NEURONS, SYNAPTIC TRANSMISSION & NEUROTRANSMITTERS

The nervous system is composed of 100 billion cells called neurons. Although different types of neurons vary in size and function they all operate in the same way – passing on messages via electrical and chemical (neurotransmitter) signals.

Electrical nerve impulses (action potentials) travel from the dendrites along the cell body and the axon to the axon terminals. These action potentials are the basic units of information processing in the nervous system and control all aspects of human behaviour (e.g. perception, memory, emotion, etc.)

Neurons lie adjacent to each other but are not connected. When an electrical signal reaches the axon terminals, molecules of neurotransmitters are released across the synaptic gap/synapse (the gap separating one neuron from another) and then attach to post-synaptic receptors on the adjacent neuron. This will then trigger an electrical impulse in the adjacent cell.
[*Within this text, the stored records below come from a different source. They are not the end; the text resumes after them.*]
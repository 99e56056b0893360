//! Token storage and auth events
//!
//! Access/refresh 令牌对放在一把锁后面，被 HTTP 层共享。
//! 收到 401 时清空令牌并广播一次 [`AuthEvent::Unauthorized`]，
//! `clear()` 返回是否真的清掉了东西，保证事件每个会话只发一次。

use parking_lot::Mutex;
use tokio::sync::broadcast;

/// Auth lifecycle events the UI subscribes to
#[derive(Debug, Clone, Copy, PartialEq, Eq)]
pub enum AuthEvent {
    /// The session is gone; the user must log in again
    Unauthorized,
}

#[derive(Debug, Clone)]
struct TokenPair {
    access: String,
    refresh: String,
}

/// Shared token store
#[derive(Debug)]
pub struct TokenStore {
    tokens: Mutex<Option<TokenPair>>,
    events: broadcast::Sender<AuthEvent>,
}

impl Default for TokenStore {
    fn default() -> Self {
        Self::new()
    }
}

impl TokenStore {
    pub fn new() -> Self {
        let (events, _) = broadcast::channel(8);
        Self {
            tokens: Mutex::new(None),
            events,
        }
    }

    pub fn subscribe(&self) -> broadcast::Receiver<AuthEvent> {
        self.events.subscribe()
    }

    pub fn set_tokens(&self, access: impl Into<String>, refresh: impl Into<String>) {
        *self.tokens.lock() = Some(TokenPair {
            access: access.into(),
            refresh: refresh.into(),
        });
    }

    pub fn set_access_token(&self, access: impl Into<String>) {
        let mut guard = self.tokens.lock();
        if let Some(pair) = guard.as_mut() {
            pair.access = access.into();
        }
    }

    pub fn access_token(&self) -> Option<String> {
        self.tokens.lock().as_ref().map(|p| p.access.clone())
    }

    pub fn refresh_token(&self) -> Option<String> {
        self.tokens.lock().as_ref().map(|p| p.refresh.clone())
    }

    pub fn is_logged_in(&self) -> bool {
        self.tokens.lock().is_some()
    }

    /// Drop both tokens. Returns whether tokens were actually present.
    pub fn clear(&self) -> bool {
        self.tokens.lock().take().is_some()
    }

    /// 401 handling: clear once, emit Unauthorized once
    pub fn handle_unauthorized(&self) {
        if self.clear() {
            let _ = self.events.send(AuthEvent::Unauthorized);
        }
    }
}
The action of neurotransmitters at synapses can be

• Excitatory – make a nerve impulse more likely to be triggered: for example, dopamine which produces a state of excitement/activity in the nervous system and in our mental state/behaviour.
• Inhibitory - make a nerve impulse less likely to be triggered: for example, GABA calms activity in the nervous system and produces states of relaxation (as with anti-anxiety medication such as Valium).

THE STRUCTURE AND FUNCTION OF SENSORY, RELAY AND MOTOR NEURONS

• Sensory neurones – convey information about sensory stimuli: vision, touch, taste, etc. towards the brain
• Motor neurones – convey instructions for physical operations: e.g. release of hormones from glands, muscle movement, digestion, etc.
• Relay neurons – connect different parts of the central nervous system (CNS).

THE DIVISIONS OF THE NERVOUS SYSTEM: CENTRAL AND PERIPHERAL (SOMATIC AND AUTONOMIC)

The central nervous system (CNS) is made up of the brain and spinal cord.

The hindbrain (pons, medulla, cerebellum) is a continuation of the spinal cord carrying on into the bottom of the brain – the brain stem – mainly composed of sensory and motor neurons. The cerebellum controls movement and motor coordination.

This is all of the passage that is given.